In art therapy today ypu wrote a lovely poem about your never ending love for Hillary Clinton. The poem was so good you are encouraged to read it out loud to youre fellow inmates. Now.

and so on..  now im gonna go look in the other tempt ure fate treads and see if i can get inspired..


----------



## Ilean (Jul 29, 2011)

Hollows Eva you have great ideas!! Could I pick your brain to turn some thoughts towards zombie themed?


----------



## Hollows Eva (Sep 29, 2011)

sure. Ill have a little think and post some inspiration later ( and maybe someone beats me to it hehe)


----------



## Hollows Eva (Sep 29, 2011)

ok.. ive come up with a few, to inspire you  I didnt check your gender lol, so i just wrote hostess. Also its prolly full of spelling mistakes, because english is my second language.

here goes:

No humans are in sigth so you are forced to eat your own brain. Go to your hostess/zombiequeen/etc to retrieve it. (something gross lol)

You much down the flesh of a german tourist, and it has an unexpected effect on you. You can now only speak german for the next 30 minutes ( In Denmark most people speak a tiny bit of german but arent good at it.. choose the language that fits youre area, fx spanish, french etc.

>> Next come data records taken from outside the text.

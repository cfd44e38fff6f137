use std::f32::consts::{FRAC_PI_2, PI};
use std::{fmt, ops};

use bevy_math::{Dir2, Vec2};

use super::Angle;

#[cfg(test)]
mod tests;

/// An absolute directional bearing, clockwise from true north.
#[derive(Clone, Copy, serde::Serialize, serde::Deserialize)]
pub struct Heading(
    Angle, // always -PI < heading <= PI
);

impl Heading {
    /// Heading north.
    pub const NORTH: Self = Self(Angle::new(0.));
    /// Heading east.
    pub const EAST: Self = Self(Angle::new(FRAC_PI_2));
    /// Heading south.
    pub const SOUTH: Self = Self(Angle::new(PI));
    /// Heading west.
    pub const WEST: Self = Self(Angle::new(-FRAC_PI_2));

    /// Returns the heading of the vector, with north as +y and east as +x.
    ///
    /// Returns a NaN heading if and only if the argument is zero or contains NaN components.
    #[must_use]
    pub fn from_vec2(vec: Vec2) -> Self { Self(Angle::new(vec.x.atan2(vec.y))) }

    /// Converts the heading into a direction vector.
    #[must_use]
    pub fn into_dir2(self) -> Dir2 {
        let (x, y) = self.0.0.sin_cos();
        Dir2::from_xy_unchecked(x, y)
    }

    /// Creates a heading from an absolute bearing.
    #[must_use]
    pub fn from_degrees(degrees: f32) -> Self { Self::NORTH + Angle::from_degrees(degrees) }

    /// Returns the heading in degrees in the range 0..360.
    #[must_use]
    pub fn degrees(self) -> f32 {
        let degrees = self.0.into_degrees();
        if degrees < 0. { degrees + 360. } else { degrees }
    }

    /// Returns the heading in radians in the range `-STRAIGHT < value <= STRAIGHT`.
    #[must_use]
    pub fn radians(self) -> Angle { self.0 }

    /// Radians to turn from `self` to `other` in the given direction.
    /// The output is always in the range [0, FULL) for `Clockwise`,
    /// or (-FULL, 0] for `CounterClockwise`.
    #[must_use]
    pub fn distance(self, other: Heading, dir: TurnDirection) -> Angle {
        let mut output = (other.0 - self.0) % Angle::FULL;
        match dir {
            TurnDirection::Clockwise => {
                if output.is_negative() {
                    output += Angle::FULL;
                }
            }
            TurnDirection::CounterClockwise => {
                if output.is_positive() {
                    output -= Angle::FULL;
                }
            }
        }

        output
    }

    /// Returns the signed angle closest to zero such that
    /// adding it to `self` approximately returns `other`.
    #[must_use]
    pub fn closest_distance(self, other: Heading) -> Angle { other - self }

    /// Returns the closer direction to turn towards `other`.
    ///
    /// The result is unspecified if `a` and `b` are exactly opposite or equal.
    #[must_use]
    pub fn closer_direction_to(self, other: Heading) -> TurnDirection {
        if self.distance(other, TurnDirection::Clockwise) < Angle::STRAIGHT {
            TurnDirection::Clockwise
        } else {
            TurnDirection::CounterClockwise
        }
    }

    /// Returns the opposite direction of this heading.
    #[must_use]
    pub fn opposite(self) -> Self { self + Angle::STRAIGHT }

    /// Turns towards the desired heading, but does not exceed the maximum turn angle.
    ///
    /// `max_turn` must be non-negative.
    /// Returns exactly `desired` once it is within `max_turn`.
    #[must_use]
    pub fn restricted_turn(self, desired: Heading, max_turn: Angle) -> Self {
        let delta = self.closest_distance(desired);
        if delta.abs() <= max_turn { desired } else { self + max_turn * delta.signum() }
    }

    /// Turns towards `desired` in the forced direction `dir`,
    /// not exceeding `max_turn`.
    #[must_use]
    pub fn restricted_turn_in(self, desired: Heading, dir: TurnDirection, max_turn: Angle) -> Self {
        let delta = self.distance(desired, dir);
        if delta.abs() <= max_turn { desired } else { self + max_turn * dir }
    }

    /// Whether `other` is within `tolerance` of this heading in either direction.
    #[must_use]
    pub fn is_within(self, other: Heading, tolerance: Angle) -> bool {
        self.closest_distance(other).abs() <= tolerance
    }
}

impl PartialEq for Heading {
    fn eq(&self, other: &Self) -> bool { self.0 == other.0 }
}

impl fmt::Debug for Heading {
    fn fmt(&self, f: &mut fmt::Formatter<'_>) -> fmt::Result {
        f.debug_struct("Heading").field("degrees", &self.degrees()).finish()
    }
}

impl fmt::Display for Heading {
    fn fmt(&self, f: &mut fmt::Formatter<'_>) -> fmt::Result {
        let rounded = self.degrees().round();
        let rounded = if rounded == 0. { 360. } else { rounded };
        write!(f, "{rounded:03.0}")
    }
}

/// Returns the shortest bearing change such that
/// adding the return value to `other` approximately yields `self`.
impl ops::Sub for Heading {
    type Output = Angle;
    fn sub(self, other: Self) -> Angle {
        if (self.0 - other.0).abs() <= Angle::STRAIGHT {
            self.0 - other.0
        } else if self.0 > other.0 {
            self.0 - (other.0 + Angle::FULL)
        } else {
            self.0 + Angle::FULL - other.0
        }
    }
}

impl ops::Add<Angle> for Heading {
    type Output = Self;
    /// Offsets `self` by `angle` clockwise.
    fn add(mut self, angle: Angle) -> Self {
        self.0 += angle;
        self.0 %= Angle::FULL;
        if self.0 > Angle::STRAIGHT {
            self.0 -= Angle::FULL;
        } else if self.0 <= -Angle::STRAIGHT {
            self.0 += Angle::FULL;
        }
        self
    }
}

impl ops::AddAssign<Angle> for Heading {
    fn add_assign(&mut self, angle: Angle) { *self = *self + angle; }
}

impl ops::Sub<Angle> for Heading {
    type Output = Self;
    /// Offsets `self` by `angle` counter-clockwise.
    fn sub(self, angle: Angle) -> Self { self + (-angle) }
}

/// The direction for yaw change.
#[derive(Debug, Clone, Copy, PartialEq, Eq, serde::Serialize, serde::Deserialize, strum::Display)]
pub enum TurnDirection {
    /// A left, counter-clockwise turn generating negative yaw speed.
    #[strum(to_string = "left")]
    CounterClockwise,
    /// A right, clockwise turn generating positive yaw speed.
    #[strum(to_string = "right")]
    Clockwise,
}

impl ops::Neg for TurnDirection {
    type Output = Self;

    fn neg(self) -> Self {
        match self {
            TurnDirection::CounterClockwise => TurnDirection::Clockwise,
            TurnDirection::Clockwise => TurnDirection::CounterClockwise,
        }
    }
}

impl ops::Mul<TurnDirection> for Angle {
    type Output = Self;

    fn mul(self, dir: TurnDirection) -> Self {
        match dir {
            TurnDirection::CounterClockwise => -self,
            TurnDirection::Clockwise => self,
        }
    }
}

youve discovered that youre flesh is starting to crawl. You need embalming fluid STAT. Get it from your hoste ( liquid ”treat” lol)

You and youre friends are having a party on a cementary when you discover some barrels of toxic waiste. Since you ran out of beer, you decided to drink some of this -what could happen right?

You take down Woody Harrelson and recieve a token of appriciationg from the zombies against pumpguns assosiations. Get it from your hostes (party favour)

Roaming the streets for days with youre friends, groaning ” braaaiinns” gives you a nasty throat ihnfection. You cannot speak for the next 30 minutes.

A fellow zombie accidently mistakes you for a human, and starts chewing your arm of. In the attempt to get him off he looses hes own arm, and you are now forced to join forces. You will be locked to another person by your hostess for the next 30 minut

You have been held captured by a group of young scientists, that are working on a zombie-aversion theraphy that will make zombies shy away from people. For the next 30 minutes you will run away screaming if you hear a certain word from on of the others guests. Get the word from your hostess ( then you whisper a commonly used word to him/her)

All the humans are in hiding so you are forced to eat rat-brains. Unfortunaltly it makes you act like a rat too. Fotr the next 30 minutes.


----------



## Haunt Brewing (Sep 26, 2010)

These are brilliant Hallows Eva!


----------



## Hollows Eva (Sep 29, 2011)

I found out what to do for containers. 
Im using the cool retro coloured testtubes I was given, and ive folded the paper and put it in. To avoid a 100 testtubes (made of glass!) all over my flat ive put 3-4 fates in each testtube so the have to put it back in the rack.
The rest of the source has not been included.